It is the time when photography is not yet industrialized;
it’s still cuisine rather than science.
This is the only known
known print of this image,
part of a
personal album of Fenton.
The picture isn’t trimmed to a perfect rectangle.
The top edge even has a kind of
gentle curve, which suggests the dome of the heavens or the curvature of the earth.
There are little things that look almost like comets flying through the sky;
they’re just technical faults that he hasn’t retouched.
And it’s this very quality of not being
finished that adds an intimacy, connects me in a way to the artist.
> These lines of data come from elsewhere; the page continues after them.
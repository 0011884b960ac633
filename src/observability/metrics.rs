//! Metrics collection and exposition.
//!
//! # Metrics
//! - `msk_health_runs_total` (counter): completed batch runs
//! - `msk_health_describe_failures_total` (counter): skipped clusters, by `ClusterName` and `arn`
//! - `msk_health_cluster_last_success_timestamp_seconds` (gauge): last successful describe,
//!   by `ClusterName`. A status gauge older than this stamp is stale.
//! - `msk_health_notifications_total` (counter): warnings published, by outcome
//! - `<namespace>_<metric_name>` (gauge): cluster status, 0=healthy, 1=needs attention
//!
//! # Design Decisions
//! - Recorded through the `metrics` facade; a no-op until an exporter is installed
//! - Prometheus exporter only runs when an address is configured

use std::net::SocketAddr;
use std::time::{SystemTime, UNIX_EPOCH};

use metrics::{counter, gauge, Label};
use metrics_exporter_prometheus::{BuildError, PrometheusBuilder};

/// Install the Prometheus exporter listening on `addr`.
///
/// Must be called from within a Tokio runtime.
pub fn init_metrics(addr: SocketAddr) -> Result<(), BuildError> {
    PrometheusBuilder::new().with_http_listener(addr).install()?;
    tracing::info!(address = %addr, "Metrics exporter listening");
    Ok(())
}

/// Prometheus-safe metric name for a namespaced metric.
///
/// `("Custom/Kafka", "Status")` becomes `custom_kafka_status`.
pub fn metric_key(namespace: &str, metric_name: &str) -> String {
    format!("{}_{}", namespace, metric_name)
        .chars()
        .map(|c| if c.is_ascii_alphanumeric() { c.to_ascii_lowercase() } else { '_' })
        .collect()
}

pub fn record_gauge(name: String, labels: Vec<Label>, value: f64) {
    gauge!(name, labels).set(value);
}

pub fn record_run(clusters: usize) {
    counter!("msk_health_runs_total").increment(1);
    gauge!("msk_health_clusters_checked").set(clusters as f64);
}

pub fn record_describe_failure(cluster: &str, arn: &str) {
    counter!(
        "msk_health_describe_failures_total",
        "ClusterName" => cluster.to_string(),
        "arn" => arn.to_string()
    )
    .increment(1);
}

/// Stamp the current time as the last successful describe of `cluster`.
pub fn record_cluster_described(cluster: &str) {
    let now = SystemTime::now()
        .duration_since(UNIX_EPOCH)
        .map(|d| d.as_secs_f64())
        .unwrap_or_default();
    gauge!(
        "msk_health_cluster_last_success_timestamp_seconds",
        "ClusterName" => cluster.to_string()
    )
    .set(now);
}

pub fn record_notification(delivered: bool) {
    let outcome = if delivered { "delivered" } else { "failed" };
    counter!("msk_health_notifications_total", "outcome" => outcome).increment(1);
}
In the early days of photography,
when a photographer
made a landscape photograph and exposed properly for the landscape, the sky usually was overexposed. Fenton has done the opposite. It’s not about the particular place,
it’s about a state of mind--
something that is very minimal and elemental
and incredibly expansive.
He’s let the land go dark. One can barely see the grazing sheep or the trees on the horizon.
In most nineteenth-century landscapes
the horizon line is more or less at the midpoint.
And here he’s pushed that horizon down to the very bottom of the picture,
created this dream-like
sea of sky
with waves of clouds going into the infinite distance.
And Fenton’s photograph reminds me of
how small man’s world is in the universe.
It cuts us down to size a little bit.
It is both humbling and inspiring.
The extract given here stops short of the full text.